The reply should consist of one number, which is how many lines in the material below contain "while".

+---+

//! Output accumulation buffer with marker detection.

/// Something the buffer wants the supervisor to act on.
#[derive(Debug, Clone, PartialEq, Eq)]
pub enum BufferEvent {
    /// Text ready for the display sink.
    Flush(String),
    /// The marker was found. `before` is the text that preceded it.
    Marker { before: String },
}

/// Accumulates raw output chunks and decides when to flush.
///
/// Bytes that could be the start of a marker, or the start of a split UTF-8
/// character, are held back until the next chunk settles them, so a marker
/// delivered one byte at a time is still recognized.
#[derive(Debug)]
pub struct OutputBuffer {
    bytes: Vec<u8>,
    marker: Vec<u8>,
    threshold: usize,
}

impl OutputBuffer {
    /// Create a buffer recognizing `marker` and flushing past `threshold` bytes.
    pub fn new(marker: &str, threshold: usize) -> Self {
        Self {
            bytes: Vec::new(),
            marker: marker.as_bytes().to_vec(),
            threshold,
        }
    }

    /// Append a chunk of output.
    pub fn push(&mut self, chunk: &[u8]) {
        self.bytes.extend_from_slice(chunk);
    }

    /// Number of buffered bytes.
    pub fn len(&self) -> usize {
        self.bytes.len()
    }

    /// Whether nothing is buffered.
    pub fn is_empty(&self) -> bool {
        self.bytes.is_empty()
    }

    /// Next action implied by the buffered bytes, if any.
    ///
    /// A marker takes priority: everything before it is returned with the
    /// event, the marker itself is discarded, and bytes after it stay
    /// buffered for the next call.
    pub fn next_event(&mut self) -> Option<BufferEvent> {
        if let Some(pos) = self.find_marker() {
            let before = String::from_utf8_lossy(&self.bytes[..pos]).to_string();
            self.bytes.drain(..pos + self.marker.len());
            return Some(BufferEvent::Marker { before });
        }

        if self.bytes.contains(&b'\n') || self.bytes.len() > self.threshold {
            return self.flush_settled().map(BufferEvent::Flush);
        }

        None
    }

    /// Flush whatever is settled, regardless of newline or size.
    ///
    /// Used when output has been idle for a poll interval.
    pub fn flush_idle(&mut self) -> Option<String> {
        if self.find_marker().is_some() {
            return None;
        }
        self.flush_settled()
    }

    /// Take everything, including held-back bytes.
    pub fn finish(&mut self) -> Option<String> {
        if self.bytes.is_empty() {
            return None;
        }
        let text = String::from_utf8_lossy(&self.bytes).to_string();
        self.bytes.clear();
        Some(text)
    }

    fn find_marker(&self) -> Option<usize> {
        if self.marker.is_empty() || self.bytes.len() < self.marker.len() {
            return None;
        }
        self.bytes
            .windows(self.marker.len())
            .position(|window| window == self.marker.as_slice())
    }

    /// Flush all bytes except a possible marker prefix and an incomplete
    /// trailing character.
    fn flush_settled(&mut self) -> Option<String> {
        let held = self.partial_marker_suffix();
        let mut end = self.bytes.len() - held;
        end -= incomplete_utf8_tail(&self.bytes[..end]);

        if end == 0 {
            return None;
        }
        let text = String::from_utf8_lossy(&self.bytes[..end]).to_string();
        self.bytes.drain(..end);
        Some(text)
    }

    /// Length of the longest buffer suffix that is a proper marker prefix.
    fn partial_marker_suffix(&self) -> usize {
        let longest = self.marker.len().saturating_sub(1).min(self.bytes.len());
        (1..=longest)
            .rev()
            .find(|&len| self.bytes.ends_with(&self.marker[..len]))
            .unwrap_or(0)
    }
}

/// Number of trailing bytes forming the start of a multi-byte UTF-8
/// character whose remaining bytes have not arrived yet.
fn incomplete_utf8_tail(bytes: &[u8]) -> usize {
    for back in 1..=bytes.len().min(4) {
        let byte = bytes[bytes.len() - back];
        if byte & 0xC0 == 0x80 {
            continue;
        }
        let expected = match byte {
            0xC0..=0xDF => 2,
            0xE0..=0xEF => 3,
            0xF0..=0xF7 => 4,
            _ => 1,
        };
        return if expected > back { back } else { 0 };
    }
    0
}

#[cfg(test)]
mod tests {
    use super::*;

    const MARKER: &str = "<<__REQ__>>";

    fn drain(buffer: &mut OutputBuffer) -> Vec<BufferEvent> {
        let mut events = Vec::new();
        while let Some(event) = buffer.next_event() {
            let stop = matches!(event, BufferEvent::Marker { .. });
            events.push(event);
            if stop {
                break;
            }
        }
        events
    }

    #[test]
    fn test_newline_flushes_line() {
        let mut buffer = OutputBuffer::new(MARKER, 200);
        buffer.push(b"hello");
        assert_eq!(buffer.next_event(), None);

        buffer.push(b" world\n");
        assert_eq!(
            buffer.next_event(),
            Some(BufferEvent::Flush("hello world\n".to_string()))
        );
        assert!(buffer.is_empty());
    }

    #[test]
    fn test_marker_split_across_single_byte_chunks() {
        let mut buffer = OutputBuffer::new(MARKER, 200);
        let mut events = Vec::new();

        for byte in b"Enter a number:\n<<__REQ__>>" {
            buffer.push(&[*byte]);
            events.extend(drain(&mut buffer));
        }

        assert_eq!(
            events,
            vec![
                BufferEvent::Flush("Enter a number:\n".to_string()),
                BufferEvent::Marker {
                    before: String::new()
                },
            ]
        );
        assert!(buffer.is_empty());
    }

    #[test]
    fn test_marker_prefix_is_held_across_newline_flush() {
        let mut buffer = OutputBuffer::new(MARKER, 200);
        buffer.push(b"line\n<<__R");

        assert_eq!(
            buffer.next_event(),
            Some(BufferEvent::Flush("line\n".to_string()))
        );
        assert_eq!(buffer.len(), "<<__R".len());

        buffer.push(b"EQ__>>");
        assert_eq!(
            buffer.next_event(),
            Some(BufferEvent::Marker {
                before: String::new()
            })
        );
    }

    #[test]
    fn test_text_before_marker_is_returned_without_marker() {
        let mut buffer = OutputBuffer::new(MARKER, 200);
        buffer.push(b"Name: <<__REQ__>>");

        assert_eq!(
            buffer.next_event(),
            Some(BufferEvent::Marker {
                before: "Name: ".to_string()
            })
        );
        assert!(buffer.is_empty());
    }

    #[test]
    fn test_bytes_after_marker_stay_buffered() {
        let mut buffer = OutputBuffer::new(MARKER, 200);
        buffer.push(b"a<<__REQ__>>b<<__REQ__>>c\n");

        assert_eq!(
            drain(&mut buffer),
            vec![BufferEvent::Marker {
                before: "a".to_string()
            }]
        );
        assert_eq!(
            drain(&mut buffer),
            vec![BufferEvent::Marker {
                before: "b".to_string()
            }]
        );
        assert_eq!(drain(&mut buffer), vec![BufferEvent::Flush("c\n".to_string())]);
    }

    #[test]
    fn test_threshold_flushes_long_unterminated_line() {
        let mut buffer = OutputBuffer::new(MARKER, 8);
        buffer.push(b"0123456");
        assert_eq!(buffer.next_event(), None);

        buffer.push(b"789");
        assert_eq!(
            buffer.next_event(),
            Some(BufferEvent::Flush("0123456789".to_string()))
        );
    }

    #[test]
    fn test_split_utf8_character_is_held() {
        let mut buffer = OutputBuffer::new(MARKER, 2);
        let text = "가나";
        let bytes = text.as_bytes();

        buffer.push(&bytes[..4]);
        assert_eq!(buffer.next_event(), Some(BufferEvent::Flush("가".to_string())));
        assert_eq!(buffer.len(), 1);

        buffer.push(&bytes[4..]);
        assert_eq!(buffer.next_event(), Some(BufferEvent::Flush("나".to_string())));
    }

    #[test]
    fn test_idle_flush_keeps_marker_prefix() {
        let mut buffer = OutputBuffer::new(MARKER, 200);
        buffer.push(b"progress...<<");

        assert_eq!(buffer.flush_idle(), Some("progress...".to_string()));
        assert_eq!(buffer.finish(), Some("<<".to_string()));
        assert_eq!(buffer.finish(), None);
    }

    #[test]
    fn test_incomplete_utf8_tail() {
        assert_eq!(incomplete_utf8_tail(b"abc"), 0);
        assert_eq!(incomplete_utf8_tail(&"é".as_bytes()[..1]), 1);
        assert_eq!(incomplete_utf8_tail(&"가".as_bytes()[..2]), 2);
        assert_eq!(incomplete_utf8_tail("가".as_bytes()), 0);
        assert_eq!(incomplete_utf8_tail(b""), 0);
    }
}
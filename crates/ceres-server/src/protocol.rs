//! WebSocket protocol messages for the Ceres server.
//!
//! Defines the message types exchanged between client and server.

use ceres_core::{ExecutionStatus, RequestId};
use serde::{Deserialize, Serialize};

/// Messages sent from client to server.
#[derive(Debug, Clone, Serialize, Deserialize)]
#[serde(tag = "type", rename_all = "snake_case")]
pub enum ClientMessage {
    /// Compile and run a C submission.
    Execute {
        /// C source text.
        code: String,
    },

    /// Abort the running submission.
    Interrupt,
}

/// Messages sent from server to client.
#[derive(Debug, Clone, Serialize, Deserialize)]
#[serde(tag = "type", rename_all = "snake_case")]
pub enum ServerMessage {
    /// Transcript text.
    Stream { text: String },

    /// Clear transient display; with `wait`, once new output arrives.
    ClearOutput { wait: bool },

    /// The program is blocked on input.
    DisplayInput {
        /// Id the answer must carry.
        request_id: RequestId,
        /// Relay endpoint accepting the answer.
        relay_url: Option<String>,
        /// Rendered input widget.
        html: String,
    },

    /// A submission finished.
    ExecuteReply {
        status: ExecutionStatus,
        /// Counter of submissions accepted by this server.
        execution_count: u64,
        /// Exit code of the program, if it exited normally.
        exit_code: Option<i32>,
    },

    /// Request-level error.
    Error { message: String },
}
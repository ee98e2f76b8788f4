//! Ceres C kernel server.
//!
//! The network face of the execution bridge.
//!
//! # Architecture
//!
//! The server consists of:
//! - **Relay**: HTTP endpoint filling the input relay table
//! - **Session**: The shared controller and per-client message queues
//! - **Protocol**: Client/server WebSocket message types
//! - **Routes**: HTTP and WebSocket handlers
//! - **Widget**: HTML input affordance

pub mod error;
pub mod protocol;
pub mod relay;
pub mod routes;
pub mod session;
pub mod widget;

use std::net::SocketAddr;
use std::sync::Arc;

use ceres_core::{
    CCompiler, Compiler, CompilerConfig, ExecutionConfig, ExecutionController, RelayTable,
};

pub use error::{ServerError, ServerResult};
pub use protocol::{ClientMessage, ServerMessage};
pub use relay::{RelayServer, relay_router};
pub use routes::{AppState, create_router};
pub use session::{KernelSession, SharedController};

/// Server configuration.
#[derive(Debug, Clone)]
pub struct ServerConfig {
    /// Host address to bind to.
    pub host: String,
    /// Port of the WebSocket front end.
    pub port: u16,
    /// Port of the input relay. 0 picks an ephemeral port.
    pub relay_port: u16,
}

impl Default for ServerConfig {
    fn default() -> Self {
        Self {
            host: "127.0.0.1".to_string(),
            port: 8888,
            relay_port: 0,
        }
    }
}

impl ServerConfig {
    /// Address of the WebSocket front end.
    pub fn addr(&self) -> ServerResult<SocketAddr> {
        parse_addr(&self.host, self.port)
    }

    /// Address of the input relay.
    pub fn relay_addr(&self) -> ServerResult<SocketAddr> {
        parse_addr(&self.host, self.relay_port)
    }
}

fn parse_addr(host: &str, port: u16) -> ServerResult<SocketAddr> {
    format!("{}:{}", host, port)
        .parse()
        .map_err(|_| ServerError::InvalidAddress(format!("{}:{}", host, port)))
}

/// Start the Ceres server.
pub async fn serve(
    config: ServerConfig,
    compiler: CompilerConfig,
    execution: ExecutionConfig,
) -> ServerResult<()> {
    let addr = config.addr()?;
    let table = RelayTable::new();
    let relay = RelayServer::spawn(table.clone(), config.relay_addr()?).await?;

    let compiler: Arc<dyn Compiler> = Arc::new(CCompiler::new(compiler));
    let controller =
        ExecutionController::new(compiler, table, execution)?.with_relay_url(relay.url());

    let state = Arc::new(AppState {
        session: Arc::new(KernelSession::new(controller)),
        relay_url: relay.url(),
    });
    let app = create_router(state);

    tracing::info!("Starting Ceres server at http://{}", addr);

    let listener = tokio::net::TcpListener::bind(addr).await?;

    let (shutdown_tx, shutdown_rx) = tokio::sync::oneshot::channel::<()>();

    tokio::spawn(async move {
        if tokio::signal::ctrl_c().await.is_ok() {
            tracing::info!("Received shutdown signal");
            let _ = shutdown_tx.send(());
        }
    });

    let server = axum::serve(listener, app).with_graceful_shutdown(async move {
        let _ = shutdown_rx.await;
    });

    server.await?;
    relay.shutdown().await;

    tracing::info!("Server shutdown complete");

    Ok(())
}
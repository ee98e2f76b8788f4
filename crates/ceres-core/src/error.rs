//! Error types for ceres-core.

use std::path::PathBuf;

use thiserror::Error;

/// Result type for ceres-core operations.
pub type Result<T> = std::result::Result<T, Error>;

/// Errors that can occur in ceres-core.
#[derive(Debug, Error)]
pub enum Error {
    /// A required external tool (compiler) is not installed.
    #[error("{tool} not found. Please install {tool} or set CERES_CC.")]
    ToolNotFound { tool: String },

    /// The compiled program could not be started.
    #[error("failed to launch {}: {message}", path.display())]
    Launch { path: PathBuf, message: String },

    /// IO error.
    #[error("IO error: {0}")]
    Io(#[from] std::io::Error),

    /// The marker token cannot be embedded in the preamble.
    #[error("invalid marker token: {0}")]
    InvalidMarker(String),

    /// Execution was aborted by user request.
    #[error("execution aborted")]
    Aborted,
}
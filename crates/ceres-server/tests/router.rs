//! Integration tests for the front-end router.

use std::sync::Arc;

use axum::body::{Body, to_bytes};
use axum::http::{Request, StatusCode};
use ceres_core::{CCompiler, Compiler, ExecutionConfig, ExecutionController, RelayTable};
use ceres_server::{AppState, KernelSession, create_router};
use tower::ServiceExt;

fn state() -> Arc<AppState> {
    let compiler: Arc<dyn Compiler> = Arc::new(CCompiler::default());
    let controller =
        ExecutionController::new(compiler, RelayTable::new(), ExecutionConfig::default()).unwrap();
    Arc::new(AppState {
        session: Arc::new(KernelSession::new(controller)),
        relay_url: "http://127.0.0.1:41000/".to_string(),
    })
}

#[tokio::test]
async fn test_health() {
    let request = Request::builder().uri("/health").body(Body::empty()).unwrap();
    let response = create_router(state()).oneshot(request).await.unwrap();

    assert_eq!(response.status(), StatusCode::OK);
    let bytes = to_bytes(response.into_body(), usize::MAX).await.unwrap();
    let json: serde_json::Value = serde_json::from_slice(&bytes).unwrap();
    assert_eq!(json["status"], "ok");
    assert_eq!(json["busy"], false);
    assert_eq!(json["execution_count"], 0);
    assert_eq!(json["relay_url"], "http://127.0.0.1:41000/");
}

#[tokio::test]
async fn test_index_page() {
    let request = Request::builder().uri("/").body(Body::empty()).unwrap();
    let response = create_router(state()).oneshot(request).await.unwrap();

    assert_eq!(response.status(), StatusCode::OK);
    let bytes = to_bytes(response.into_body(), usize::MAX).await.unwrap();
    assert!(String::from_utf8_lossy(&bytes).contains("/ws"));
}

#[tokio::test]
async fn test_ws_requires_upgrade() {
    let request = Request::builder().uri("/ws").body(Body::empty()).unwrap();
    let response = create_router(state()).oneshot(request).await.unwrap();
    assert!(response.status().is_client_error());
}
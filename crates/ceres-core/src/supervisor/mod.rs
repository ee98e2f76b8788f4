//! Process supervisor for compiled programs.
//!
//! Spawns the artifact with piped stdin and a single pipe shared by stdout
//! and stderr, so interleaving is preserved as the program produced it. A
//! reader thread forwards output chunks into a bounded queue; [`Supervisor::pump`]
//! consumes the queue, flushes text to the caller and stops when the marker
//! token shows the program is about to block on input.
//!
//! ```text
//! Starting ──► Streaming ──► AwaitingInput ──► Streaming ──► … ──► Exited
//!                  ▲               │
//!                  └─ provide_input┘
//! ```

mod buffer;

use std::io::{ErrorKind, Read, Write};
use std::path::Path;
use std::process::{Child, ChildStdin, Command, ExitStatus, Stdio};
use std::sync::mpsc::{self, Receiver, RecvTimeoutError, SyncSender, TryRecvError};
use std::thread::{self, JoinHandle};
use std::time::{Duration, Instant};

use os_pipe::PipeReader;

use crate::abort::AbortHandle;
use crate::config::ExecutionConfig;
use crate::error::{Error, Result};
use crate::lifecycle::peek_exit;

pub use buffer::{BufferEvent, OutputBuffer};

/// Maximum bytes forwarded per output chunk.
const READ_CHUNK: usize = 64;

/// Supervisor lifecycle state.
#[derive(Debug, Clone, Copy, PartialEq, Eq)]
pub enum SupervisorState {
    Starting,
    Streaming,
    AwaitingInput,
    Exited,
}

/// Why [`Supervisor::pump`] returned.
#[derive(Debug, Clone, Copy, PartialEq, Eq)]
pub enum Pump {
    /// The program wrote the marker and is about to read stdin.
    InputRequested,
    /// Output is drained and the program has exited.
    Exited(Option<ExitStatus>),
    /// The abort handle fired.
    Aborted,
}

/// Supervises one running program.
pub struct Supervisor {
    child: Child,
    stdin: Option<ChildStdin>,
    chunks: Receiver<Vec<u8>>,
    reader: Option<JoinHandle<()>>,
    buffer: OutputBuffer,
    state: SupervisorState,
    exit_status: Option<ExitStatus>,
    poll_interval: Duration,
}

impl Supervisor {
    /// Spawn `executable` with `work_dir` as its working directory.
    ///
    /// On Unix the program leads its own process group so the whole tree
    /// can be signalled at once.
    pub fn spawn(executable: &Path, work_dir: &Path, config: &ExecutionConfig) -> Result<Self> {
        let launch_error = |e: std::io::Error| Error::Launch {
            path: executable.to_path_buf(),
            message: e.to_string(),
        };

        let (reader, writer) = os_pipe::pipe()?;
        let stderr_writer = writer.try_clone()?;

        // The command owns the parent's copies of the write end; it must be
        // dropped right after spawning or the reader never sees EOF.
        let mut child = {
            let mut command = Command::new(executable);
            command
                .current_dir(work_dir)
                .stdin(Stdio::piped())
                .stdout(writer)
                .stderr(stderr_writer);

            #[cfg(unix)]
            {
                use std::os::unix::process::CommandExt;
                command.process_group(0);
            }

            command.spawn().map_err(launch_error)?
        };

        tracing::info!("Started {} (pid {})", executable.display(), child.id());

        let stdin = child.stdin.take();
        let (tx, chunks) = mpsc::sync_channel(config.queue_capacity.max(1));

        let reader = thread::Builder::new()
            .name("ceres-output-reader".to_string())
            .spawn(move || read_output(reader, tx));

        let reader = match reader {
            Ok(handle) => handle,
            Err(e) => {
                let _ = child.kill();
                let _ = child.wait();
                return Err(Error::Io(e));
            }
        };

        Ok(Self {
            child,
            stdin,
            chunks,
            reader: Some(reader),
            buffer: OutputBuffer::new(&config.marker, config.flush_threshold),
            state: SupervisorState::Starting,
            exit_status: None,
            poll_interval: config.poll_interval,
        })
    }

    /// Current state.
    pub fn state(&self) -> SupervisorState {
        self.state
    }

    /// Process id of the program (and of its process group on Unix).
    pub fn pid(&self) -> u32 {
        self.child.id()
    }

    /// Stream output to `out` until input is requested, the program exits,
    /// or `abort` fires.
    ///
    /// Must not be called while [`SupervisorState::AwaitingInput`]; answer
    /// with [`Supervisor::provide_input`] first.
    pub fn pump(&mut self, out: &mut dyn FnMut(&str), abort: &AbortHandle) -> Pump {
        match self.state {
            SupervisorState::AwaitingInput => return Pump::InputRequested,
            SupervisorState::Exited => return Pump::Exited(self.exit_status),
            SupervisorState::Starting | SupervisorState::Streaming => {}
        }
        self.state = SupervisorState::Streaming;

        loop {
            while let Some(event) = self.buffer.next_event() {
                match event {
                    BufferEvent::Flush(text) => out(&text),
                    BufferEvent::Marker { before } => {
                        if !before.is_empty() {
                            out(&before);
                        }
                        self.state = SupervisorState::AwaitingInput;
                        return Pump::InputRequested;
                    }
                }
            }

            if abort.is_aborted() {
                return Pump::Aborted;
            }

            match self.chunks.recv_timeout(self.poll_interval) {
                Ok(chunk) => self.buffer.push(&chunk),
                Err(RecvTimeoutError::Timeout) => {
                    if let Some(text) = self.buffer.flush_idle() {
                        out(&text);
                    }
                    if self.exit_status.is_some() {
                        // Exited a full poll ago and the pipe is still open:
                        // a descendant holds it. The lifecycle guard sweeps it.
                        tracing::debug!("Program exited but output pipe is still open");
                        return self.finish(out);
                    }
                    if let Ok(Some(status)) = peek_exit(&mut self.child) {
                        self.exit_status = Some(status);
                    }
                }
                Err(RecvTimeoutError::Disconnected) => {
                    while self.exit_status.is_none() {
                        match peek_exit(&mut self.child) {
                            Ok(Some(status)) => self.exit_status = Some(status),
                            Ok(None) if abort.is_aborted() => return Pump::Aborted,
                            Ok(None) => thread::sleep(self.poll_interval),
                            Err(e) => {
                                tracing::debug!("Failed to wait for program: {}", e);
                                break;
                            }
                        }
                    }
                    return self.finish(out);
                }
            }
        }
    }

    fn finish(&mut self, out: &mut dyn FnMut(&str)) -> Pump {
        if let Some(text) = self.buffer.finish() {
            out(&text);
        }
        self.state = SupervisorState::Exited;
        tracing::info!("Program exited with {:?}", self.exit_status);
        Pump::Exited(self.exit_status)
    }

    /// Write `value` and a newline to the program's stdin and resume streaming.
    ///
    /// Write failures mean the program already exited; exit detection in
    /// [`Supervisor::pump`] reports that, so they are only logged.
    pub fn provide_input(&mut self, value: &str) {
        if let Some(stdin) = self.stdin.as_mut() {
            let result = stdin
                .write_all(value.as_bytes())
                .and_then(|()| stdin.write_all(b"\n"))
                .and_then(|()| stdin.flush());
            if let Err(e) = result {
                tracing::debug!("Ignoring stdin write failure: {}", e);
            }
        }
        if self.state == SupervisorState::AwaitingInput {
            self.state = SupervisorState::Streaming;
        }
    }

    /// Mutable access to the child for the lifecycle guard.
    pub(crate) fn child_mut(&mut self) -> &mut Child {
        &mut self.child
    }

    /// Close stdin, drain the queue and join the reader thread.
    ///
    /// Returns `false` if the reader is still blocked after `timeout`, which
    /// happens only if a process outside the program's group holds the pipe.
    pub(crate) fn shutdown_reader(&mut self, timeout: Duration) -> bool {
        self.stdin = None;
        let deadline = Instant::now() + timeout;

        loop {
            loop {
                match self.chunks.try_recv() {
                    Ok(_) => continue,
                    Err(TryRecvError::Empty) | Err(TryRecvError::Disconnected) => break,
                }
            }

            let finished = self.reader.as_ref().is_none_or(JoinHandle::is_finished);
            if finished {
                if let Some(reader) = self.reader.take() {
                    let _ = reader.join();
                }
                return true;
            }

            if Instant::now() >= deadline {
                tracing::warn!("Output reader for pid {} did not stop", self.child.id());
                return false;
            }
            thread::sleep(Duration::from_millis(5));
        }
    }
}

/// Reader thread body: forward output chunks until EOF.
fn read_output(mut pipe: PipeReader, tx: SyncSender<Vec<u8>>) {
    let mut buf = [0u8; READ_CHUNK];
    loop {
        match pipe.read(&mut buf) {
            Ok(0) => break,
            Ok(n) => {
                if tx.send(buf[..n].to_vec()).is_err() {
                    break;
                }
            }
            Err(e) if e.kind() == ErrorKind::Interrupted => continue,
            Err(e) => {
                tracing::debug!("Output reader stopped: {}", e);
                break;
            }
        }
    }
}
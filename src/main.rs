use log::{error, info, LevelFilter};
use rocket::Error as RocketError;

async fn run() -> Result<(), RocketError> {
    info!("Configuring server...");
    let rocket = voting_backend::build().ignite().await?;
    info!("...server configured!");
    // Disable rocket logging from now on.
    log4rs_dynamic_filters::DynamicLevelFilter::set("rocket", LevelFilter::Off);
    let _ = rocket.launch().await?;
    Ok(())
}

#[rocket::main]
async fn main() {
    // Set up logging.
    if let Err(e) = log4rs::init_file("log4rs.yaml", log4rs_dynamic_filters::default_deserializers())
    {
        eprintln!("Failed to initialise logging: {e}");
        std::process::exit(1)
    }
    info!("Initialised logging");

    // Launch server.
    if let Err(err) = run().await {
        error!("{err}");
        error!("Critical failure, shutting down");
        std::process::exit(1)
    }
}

+---+

◆ Task result: 4